The film speeds up and gets interesting at its halfway point, as Roy and Frank take on a bigger, more ambitious business venture with a greedy Spearmint Rhino patron, played by Bruce McGill. Angela, who has a fascination with — and, apparently, a hereditary gift for — her father’s line of work, conveniently decides to tag along, and things get complicated — fast. The outcome is completely unexpected and pretty darn clever, though the ending, which fast-forwards a year, is a little too Hollywood and a smidgen too upbeat. Even so, “Matchstick Men” isn’t bad; it even borders on ingenious at times.
Visually, it works.
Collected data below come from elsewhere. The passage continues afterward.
#[cfg(test)]
mod tests {
    use super::*;
    use crate::entities::PokemonConfig;
    use crate::items::ItemId;
    use crate::rules::Ruleset;
    use crate::state::{Combatant, SideId};
    use rand::rngs::StdRng;
    use rand::SeedableRng;

    const P1: CombatantRef = CombatantRef::new(SideId::P1, 0);
    const P2: CombatantRef = CombatantRef::new(SideId::P2, 0);

    fn mon(species: &str, moves: &[MoveId]) -> Combatant {
        PokemonConfig::from_str(species).unwrap().moves(moves).build()
    }

    fn duel(p1: Combatant, p2: Combatant) -> BattleState {
        BattleState::new(vec![p1], vec![p2], Ruleset::default())
    }

    #[test]
    fn test_hit_spends_pp_and_deals_damage() {
        let mut state = duel(mon("machamp", &[MoveId::CloseCombat]), mon("blissey", &[]));
        let mut rng = StdRng::seed_from_u64(1);
        let mut events = Vec::new();
        use_move(&mut state, P1, Some(0), &mut rng, &mut events);

        let machamp = state.combatant(P1);
        assert_eq!(machamp.moves[0].pp, machamp.moves[0].max_pp - 1);
        assert_eq!(machamp.last_move, Some(0));
        assert!(state.combatant(P2).hp < state.combatant(P2).max_hp());
        // Close Combat drops the user's defenses
        assert_eq!(machamp.boosts.get(BoostStat::Def), -1);
        assert_eq!(machamp.boosts.get(BoostStat::SpD), -1);
        assert!(matches!(events[0], BattleEvent::MoveUsed { move_name: "Close Combat", .. }));
    }

    #[test]
    fn test_immune_target_takes_nothing() {
        let mut state = duel(mon("pikachu", &[MoveId::Thunderbolt]), mon("garchomp", &[]));
        let mut rng = StdRng::seed_from_u64(1);
        let mut events = Vec::new();
        use_move(&mut state, P1, Some(0), &mut rng, &mut events);
        assert_eq!(events.last(), Some(&BattleEvent::Immune { target: P2 }));
        assert_eq!(state.combatant(P2).hp, state.combatant(P2).max_hp());
    }

    #[test]
    fn test_flinch_cancels() {
        let mut state = duel(mon("mew", &[MoveId::Psychic]), mon("snorlax", &[]));
        state
            .combatant_mut(P1)
            .add_volatile(EffectState::new(Volatile::Flinch));
        let mut rng = StdRng::seed_from_u64(1);
        let mut events = Vec::new();
        use_move(&mut state, P1, Some(0), &mut rng, &mut events);
        assert_eq!(
            events,
            vec![BattleEvent::Prevented {
                user: P1,
                reason: PreventReason::Flinched
            }]
        );
        // No PP spent
        let mew = state.combatant(P1);
        assert_eq!(mew.moves[0].pp, mew.moves[0].max_pp);
    }

    #[test]
    fn test_struggle_recoil_quarter_max_hp() {
        let mut state = duel(mon("snorlax", &[]), mon("blissey", &[]));
        let mut rng = StdRng::seed_from_u64(4);
        let mut events = Vec::new();
        use_move(&mut state, P1, None, &mut rng, &mut events);

        let snorlax = state.combatant(P1);
        assert_eq!(snorlax.max_hp() - snorlax.hp, snorlax.max_hp() / 4);
        assert!(events.iter().any(|e| matches!(
            e,
            BattleEvent::ResidualDamage { cause: DamageCause::Struggle, .. }
        )));
        // Struggle is typeless: it hits Ghosts
        let mut state = duel(mon("snorlax", &[]), mon("gengar", &[]));
        let mut events = Vec::new();
        use_move(&mut state, P1, None, &mut rng, &mut events);
        assert!(state.combatant(P2).hp < state.combatant(P2).max_hp());
    }

    #[test]
    fn test_recoil_and_drain() {
        let mut state = duel(mon("blaziken", &[MoveId::FlareBlitz]), mon("blissey", &[]));
        let mut rng = StdRng::seed_from_u64(2);
        let mut events = Vec::new();
        use_move(&mut state, P1, Some(0), &mut rng, &mut events);
        let dealt = state.combatant(P2).max_hp() - state.combatant(P2).hp;
        let lost = state.combatant(P1).max_hp() - state.combatant(P1).hp;
        assert_eq!(lost as u32, (dealt as u32 * 33 / 100).max(1));

        let mut state = duel(mon("venusaur", &[MoveId::GigaDrain]), mon("blissey", &[]));
        state.combatant_mut(P1).hp = 1;
        let mut events = Vec::new();
        use_move(&mut state, P1, Some(0), &mut rng, &mut events);
        let dealt = state.combatant(P2).max_hp() - state.combatant(P2).hp;
        assert_eq!(state.combatant(P1).hp, 1 + (dealt / 2).max(1));
    }

    #[test]
    fn test_status_move_reports_failure() {
        let mut state = duel(mon("pikachu", &[MoveId::ThunderWave]), mon("swampert", &[]));
        let mut rng = StdRng::seed_from_u64(0);
        let mut events = Vec::new();
        // Retry until the 90% accuracy roll lands
        for _ in 0..10 {
            events.clear();
            use_move(&mut state, P1, Some(0), &mut rng, &mut events);
            if !events.iter().any(|e| matches!(e, BattleEvent::Missed { .. })) {
                break;
            }
        }
        assert!(events.iter().any(|e| matches!(
            e,
            BattleEvent::StatusFailed { status: Status::Paralysis, .. }
        )));
    }

    #[test]
    fn test_choice_item_locks_slot() {
        let mut state = duel(
            PokemonConfig::from_str("garchomp")
                .unwrap()
                .item(ItemId::ChoiceBand)
                .moves(&[MoveId::DragonClaw, MoveId::Earthquake])
                .build(),
            mon("blissey", &[]),
        );
        let mut rng = StdRng::seed_from_u64(0);
        let mut events = Vec::new();
        use_move(&mut state, P1, Some(1), &mut rng, &mut events);
        assert_eq!(state.combatant(P1).choice_locked_slot(), Some(1));
    }

    #[test]
    fn test_weather_move_fails_when_already_active() {
        let mut state = duel(mon("blastoise", &[MoveId::RainDance]), mon("blissey", &[]));
        let mut rng = StdRng::seed_from_u64(0);
        let mut events = Vec::new();
        use_move(&mut state, P1, Some(0), &mut rng, &mut events);
        assert_eq!(state.field.weather_turns, 5);
        events.clear();
        use_move(&mut state, P1, Some(0), &mut rng, &mut events);
        assert_eq!(events.last(), Some(&BattleEvent::Failed { user: P1 }));
    }

    #[test]
    fn test_zero_turn_room_fails_quietly() {
        let rules = Ruleset {
            room_turns: 0,
            ..Ruleset::default()
        };
        let mut state = BattleState::new(vec![mon("mew", &[MoveId::TrickRoom])], vec![mon("blissey", &[])], rules);
        let mut rng = StdRng::seed_from_u64(0);
        let mut events = Vec::new();
        use_move(&mut state, P1, Some(0), &mut rng, &mut events);

        assert!(!state.field.trick_room());
        assert!(!events
            .iter()
            .any(|e| matches!(e, BattleEvent::FieldStarted { .. } | BattleEvent::FieldEnded { .. })));
        assert_eq!(events.last(), Some(&BattleEvent::Failed { user: P1 }));
    }

    #[test]
    fn test_disable_needs_a_last_move() {
        let mut state = duel(mon("mew", &[MoveId::Disable]), mon("snorlax", &[MoveId::BodySlam]));
        let mut rng = StdRng::seed_from_u64(0);
        let mut events = Vec::new();
        use_move(&mut state, P1, Some(0), &mut rng, &mut events);
        assert_eq!(events.last(), Some(&BattleEvent::Failed { user: P1 }));

        state.combatant_mut(P2).last_move = Some(0);
        events.clear();
        use_move(&mut state, P1, Some(0), &mut rng, &mut events);
        assert!(state.combatant(P2).is_slot_disabled(0));
        assert_eq!(
            events.last(),
            Some(&BattleEvent::VolatileStarted {
                target: P2,
                volatile: Volatile::Disable
            })
        );
    }
}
Scott weaves together brilliant backdrops, all at once tense, empty, and suburban-feeling; the camera angles, colors, and visual cues add to the film’s overall quality. The music of Frank Sinatra and Bobby Darin, which initially seems out of place, nevertheless adds style.
The actors, along with the characters they play, deserve praise. Cage, who should have been flogged for “Con Air” and “City of Angels,” does better — much better — this time around. In the oddball vein of Ben Sanderson of “Leaving Las Vegas,” he plays the part of Roy — with facial tics and all — a little too convincingly. (Not that anyone’s complaining.) Roy is complex and multi-dimensional: there’s the fast-talking Roy, the one grannies hand crisp Ben Franklins to; the neurotic Roy, who stares at his carpet for days at a time; and the father Roy, who doesn’t have the slightest idea of how to be a role model for a 14-year-old adolescent. Cage not only manages to completely embody the character of Roy, with all of his complexities and eccentricities, he does it compellingly. Lohman, again, gives a commendable performance. Rockwell is slick and debonair, in a swindling, two-faced criminal sort of way, and McGill brilliantly does the psycho businessman justice.
Despite the soft ending, “Matchstick Men” draws good performances from Cage and Lohman and is, for the most part, worth it. No scam. Promise.